## WHAT IS NEEDED
Count, in the entries, the lines with "info". Answer with the number only.

## DATA IN THIS EXERCISE
____________
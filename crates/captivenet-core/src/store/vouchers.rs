// ── Voucher book ──
//
// Issued voucher codes, their use counters and validity windows.

use std::sync::Arc;

use chrono::{DateTime, Utc};
use rand::Rng;
use rand::seq::SliceRandom;
use tracing::{debug, info};

use super::collection::EntityCollection;
use crate::error::CoreError;
use crate::model::{AccountId, Plan, Voucher, VoucherCode, VoucherStatus};
use crate::stream::EntityStream;

const MAX_BATCH: u32 = 100;
/// Redraws per code before giving up on finding an unused one.
const MAX_DRAWS: usize = 64;

/// What to issue. Defaults are resolved by the caller.
#[derive(Debug, Clone)]
pub struct VoucherBatch<'a> {
    pub plan: &'a Plan,
    pub quantity: u32,
    pub max_uses: u32,
    pub valid_from: DateTime<Utc>,
    pub valid_until: DateTime<Utc>,
    pub notes: Option<String>,
    pub created_by: Option<AccountId>,
}

/// A consumed use of a voucher.
#[derive(Debug, Clone)]
pub struct Consumed {
    pub voucher: Arc<Voucher>,
    /// This use was the last one the voucher allowed.
    pub exhausted: bool,
}

pub struct VoucherBook {
    vouchers: EntityCollection<VoucherCode, Voucher>,
}

impl Default for VoucherBook {
    fn default() -> Self {
        Self::new()
    }
}

impl VoucherBook {
    pub fn new() -> Self {
        Self {
            vouchers: EntityCollection::new(),
        }
    }

    /// Load an existing voucher (fixtures, imports).
    pub fn insert(&self, voucher: Voucher) {
        self.vouchers.upsert(voucher.code.clone(), voucher);
    }

    pub fn get(&self, code: &VoucherCode) -> Option<Arc<Voucher>> {
        self.vouchers.get(code)
    }

    /// Newest first, then by code.
    pub fn list(&self) -> Vec<Arc<Voucher>> {
        let mut all: Vec<_> = self.vouchers.snapshot().iter().cloned().collect();
        all.sort_by(|a, b| {
            b.valid_from
                .cmp(&a.valid_from)
                .then_with(|| a.code.cmp(&b.code))
        });
        all
    }

    pub fn len(&self) -> usize {
        self.vouchers.len()
    }

    pub fn is_empty(&self) -> bool {
        self.len() == 0
    }

    pub fn subscribe(&self) -> EntityStream<Voucher> {
        EntityStream::new(self.vouchers.subscribe())
    }

    // ── Issuing ──────────────────────────────────────────────────────

    /// Issue `quantity` fresh codes under `plan`.
    pub fn generate<R: Rng + ?Sized>(
        &self,
        batch: VoucherBatch<'_>,
        rng: &mut R,
    ) -> Result<Vec<Arc<Voucher>>, CoreError> {
        if !(1..=MAX_BATCH).contains(&batch.quantity) {
            return Err(CoreError::ValidationFailed {
                message: format!("quantity must be between 1 and {MAX_BATCH}"),
            });
        }
        if batch.max_uses == 0 {
            return Err(CoreError::ValidationFailed {
                message: "max_uses must be at least 1".into(),
            });
        }
        if batch.valid_until <= batch.valid_from {
            return Err(CoreError::ValidationFailed {
                message: "valid_until must be after valid_from".into(),
            });
        }

        let mut issued = Vec::new();
        for _ in 0..batch.quantity {
            let code = self.fresh_code(rng)?;
            let voucher = Voucher {
                code: code.clone(),
                plan_id: batch.plan.id,
                max_uses: batch.max_uses,
                used_count: 0,
                valid_from: batch.valid_from,
                valid_until: batch.valid_until,
                status: VoucherStatus::Active,
                notes: batch.notes.clone(),
                created_by: batch.created_by,
            };
            self.vouchers.upsert(code.clone(), voucher);
            if let Some(stored) = self.vouchers.get(&code) {
                issued.push(stored);
            }
        }
        info!(
            plan = %batch.plan.code,
            quantity = issued.len(),
            max_uses = batch.max_uses,
            "vouchers generated"
        );
        Ok(issued)
    }

    fn fresh_code<R: Rng + ?Sized>(&self, rng: &mut R) -> Result<VoucherCode, CoreError> {
        for _ in 0..MAX_DRAWS {
            let raw: String = (0..VoucherCode::LEN)
                .filter_map(|_| VoucherCode::ALPHABET.choose(&mut *rng).copied().map(char::from))
                .collect();
            let code = VoucherCode::parse(&raw)?;
            if !self.vouchers.contains(&code) {
                return Ok(code);
            }
            debug!(%code, "voucher code collision, redrawing");
        }
        Err(CoreError::Internal("could not draw an unused voucher code".into()))
    }

    /// ACTIVE → REVOKED. Revoking twice is a no-op.
    pub fn revoke(&self, code: &VoucherCode) -> Result<Arc<Voucher>, CoreError> {
        let (changed, stored) = self
            .vouchers
            .try_update(code, |v| match v.status {
                VoucherStatus::Active => {
                    v.status = VoucherStatus::Revoked;
                    Ok(true)
                }
                VoucherStatus::Revoked => Ok(false),
                other => Err(CoreError::InvalidTransition {
                    entity: format!("voucher {code}"),
                    from: other.to_string(),
                    to: VoucherStatus::Revoked.to_string(),
                }),
            })
            .ok_or_else(|| CoreError::not_found("voucher", code))??;
        if changed {
            info!(%code, "voucher revoked");
        }
        Ok(stored)
    }

    // ── Redemption ───────────────────────────────────────────────────

    /// Consume one use of `raw` at `now`.
    ///
    /// Checks run in order: format, existence and revocation
    /// (`InvalidCode`), validity window (`CodeExpired` once past
    /// `valid_until`, `InvalidCode` before `valid_from`), then remaining
    /// uses (`CodeAlreadyUsed`).
    pub fn redeem(&self, raw: &str, now: DateTime<Utc>) -> Result<Consumed, CoreError> {
        let code = VoucherCode::parse(raw)?;
        let invalid = || CoreError::InvalidCode {
            code: code.to_string(),
        };

        let (exhausted, voucher) = self
            .vouchers
            .try_update(&code, |v| {
                if v.status == VoucherStatus::Revoked {
                    return Err(invalid());
                }
                if v.status == VoucherStatus::Expired || now > v.valid_until {
                    return Err(CoreError::CodeExpired {
                        code: code.to_string(),
                    });
                }
                if now < v.valid_from {
                    return Err(invalid());
                }
                if v.status == VoucherStatus::Used || v.is_exhausted() {
                    return Err(CoreError::CodeAlreadyUsed {
                        code: code.to_string(),
                    });
                }
                v.used_count += 1;
                let exhausted = v.is_exhausted();
                if exhausted {
                    v.status = VoucherStatus::Used;
                }
                Ok(exhausted)
            })
            .ok_or_else(invalid)??;

        debug!(%code, used = voucher.used_count, max = voucher.max_uses, "voucher use consumed");
        Ok(Consumed { voucher, exhausted })
    }
}

#[cfg(test)]
#[allow(clippy::unwrap_used)]
mod tests {
    use super::*;
    use crate::model::PlanId;
    use chrono::{TimeDelta, TimeZone};
    use rand::SeedableRng;
    use rand::rngs::StdRng;

    fn t0() -> DateTime<Utc> {
        Utc.with_ymd_and_hms(2024, 1, 15, 14, 0, 0).unwrap()
    }

    fn plan() -> Plan {
        Plan::default_catalog().remove(0)
    }

    fn voucher(code: &str, max_uses: u32) -> Voucher {
        Voucher {
            code: VoucherCode::parse(code).unwrap(),
            plan_id: PlanId(1),
            max_uses,
            used_count: 0,
            valid_from: t0(),
            valid_until: t0() + TimeDelta::days(7),
            status: VoucherStatus::Active,
            notes: None,
            created_by: None,
        }
    }

    fn book_with(v: Voucher) -> VoucherBook {
        let book = VoucherBook::new();
        book.insert(v);
        book
    }

    #[test]
    fn single_use_code_redeems_once() {
        let book = book_with(voucher("DEMO1234", 1));
        let first = book.redeem("DEMO1234", t0() + TimeDelta::hours(1)).unwrap();
        assert!(first.exhausted);
        assert_eq!(first.voucher.status, VoucherStatus::Used);
        let err = book.redeem("demo1234", t0() + TimeDelta::hours(2)).unwrap_err();
        assert_eq!(
            err,
            CoreError::CodeAlreadyUsed {
                code: "DEMO1234".into()
            }
        );
    }

    #[test]
    fn multi_use_code_counts_up_to_cap() {
        let book = book_with(voucher("TEAM0001", 3));
        let now = t0() + TimeDelta::hours(1);
        assert!(!book.redeem("TEAM0001", now).unwrap().exhausted);
        assert!(!book.redeem("TEAM0001", now).unwrap().exhausted);
        let last = book.redeem("TEAM0001", now).unwrap();
        assert!(last.exhausted);
        assert_eq!(last.voucher.used_count, 3);
        assert!(matches!(
            book.redeem("TEAM0001", now),
            Err(CoreError::CodeAlreadyUsed { .. })
        ));
    }

    #[test]
    fn unknown_malformed_and_revoked_codes_are_invalid() {
        let book = book_with(voucher("DEMO1234", 1));
        let now = t0() + TimeDelta::hours(1);
        assert!(matches!(book.redeem("ZZZZ9999", now), Err(CoreError::InvalidCode { .. })));
        assert!(matches!(book.redeem("bad", now), Err(CoreError::InvalidCode { .. })));
        book.revoke(&VoucherCode::parse("DEMO1234").unwrap()).unwrap();
        assert!(matches!(book.redeem("DEMO1234", now), Err(CoreError::InvalidCode { .. })));
    }

    #[test]
    fn validity_window_is_enforced() {
        let book = book_with(voucher("DEMO1234", 1));
        assert!(matches!(
            book.redeem("DEMO1234", t0() - TimeDelta::seconds(1)),
            Err(CoreError::InvalidCode { .. })
        ));
        assert!(matches!(
            book.redeem("DEMO1234", t0() + TimeDelta::days(8)),
            Err(CoreError::CodeExpired { .. })
        ));
        // Failed attempts consume nothing.
        let v = book.get(&VoucherCode::parse("DEMO1234").unwrap()).unwrap();
        assert_eq!(v.used_count, 0);
    }

    #[test]
    fn revoke_is_idempotent_but_not_for_used_codes() {
        let book = book_with(voucher("DEMO1234", 1));
        let code = VoucherCode::parse("DEMO1234").unwrap();
        book.revoke(&code).unwrap();
        assert_eq!(book.revoke(&code).unwrap().status, VoucherStatus::Revoked);

        let book = book_with(voucher("USED0001", 1));
        book.redeem("USED0001", t0() + TimeDelta::hours(1)).unwrap();
        assert!(matches!(
            book.revoke(&VoucherCode::parse("USED0001").unwrap()),
            Err(CoreError::InvalidTransition { .. })
        ));
        assert!(matches!(
            book.revoke(&VoucherCode::parse("NOPE0000").unwrap()),
            Err(CoreError::NotFound { .. })
        ));
    }

    #[test]
    fn generate_issues_unique_wellformed_codes() {
        let book = VoucherBook::new();
        let plan = plan();
        let mut rng = StdRng::seed_from_u64(7);
        let issued = book
            .generate(
                VoucherBatch {
                    plan: &plan,
                    quantity: 25,
                    max_uses: 1,
                    valid_from: t0(),
                    valid_until: t0() + TimeDelta::days(7),
                    notes: Some("lobby".into()),
                    created_by: None,
                },
                &mut rng,
            )
            .unwrap();
        assert_eq!(issued.len(), 25);
        assert_eq!(book.len(), 25);
        for v in &issued {
            assert_eq!(v.code.as_str().len(), VoucherCode::LEN);
            assert_eq!(v.plan_id, plan.id);
            assert_eq!(v.status, VoucherStatus::Active);
        }
    }

    #[test]
    fn generate_validates_request() {
        let book = VoucherBook::new();
        let plan = plan();
        let mut rng = StdRng::seed_from_u64(1);
        let base = VoucherBatch {
            plan: &plan,
            quantity: 1,
            max_uses: 1,
            valid_from: t0(),
            valid_until: t0() + TimeDelta::days(1),
            notes: None,
            created_by: None,
        };
        for bad in [
            VoucherBatch {
                quantity: 0,
                ..base.clone()
            },
            VoucherBatch {
                quantity: 101,
                ..base.clone()
            },
            VoucherBatch {
                max_uses: 0,
                ..base.clone()
            },
            VoucherBatch {
                valid_until: t0(),
                ..base.clone()
            },
        ] {
            assert!(matches!(
                book.generate(bad, &mut rng),
                Err(CoreError::ValidationFailed { .. })
            ));
        }
        assert!(book.is_empty());
    }
}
____________
## ANSWER TO THIS EXERCISE
3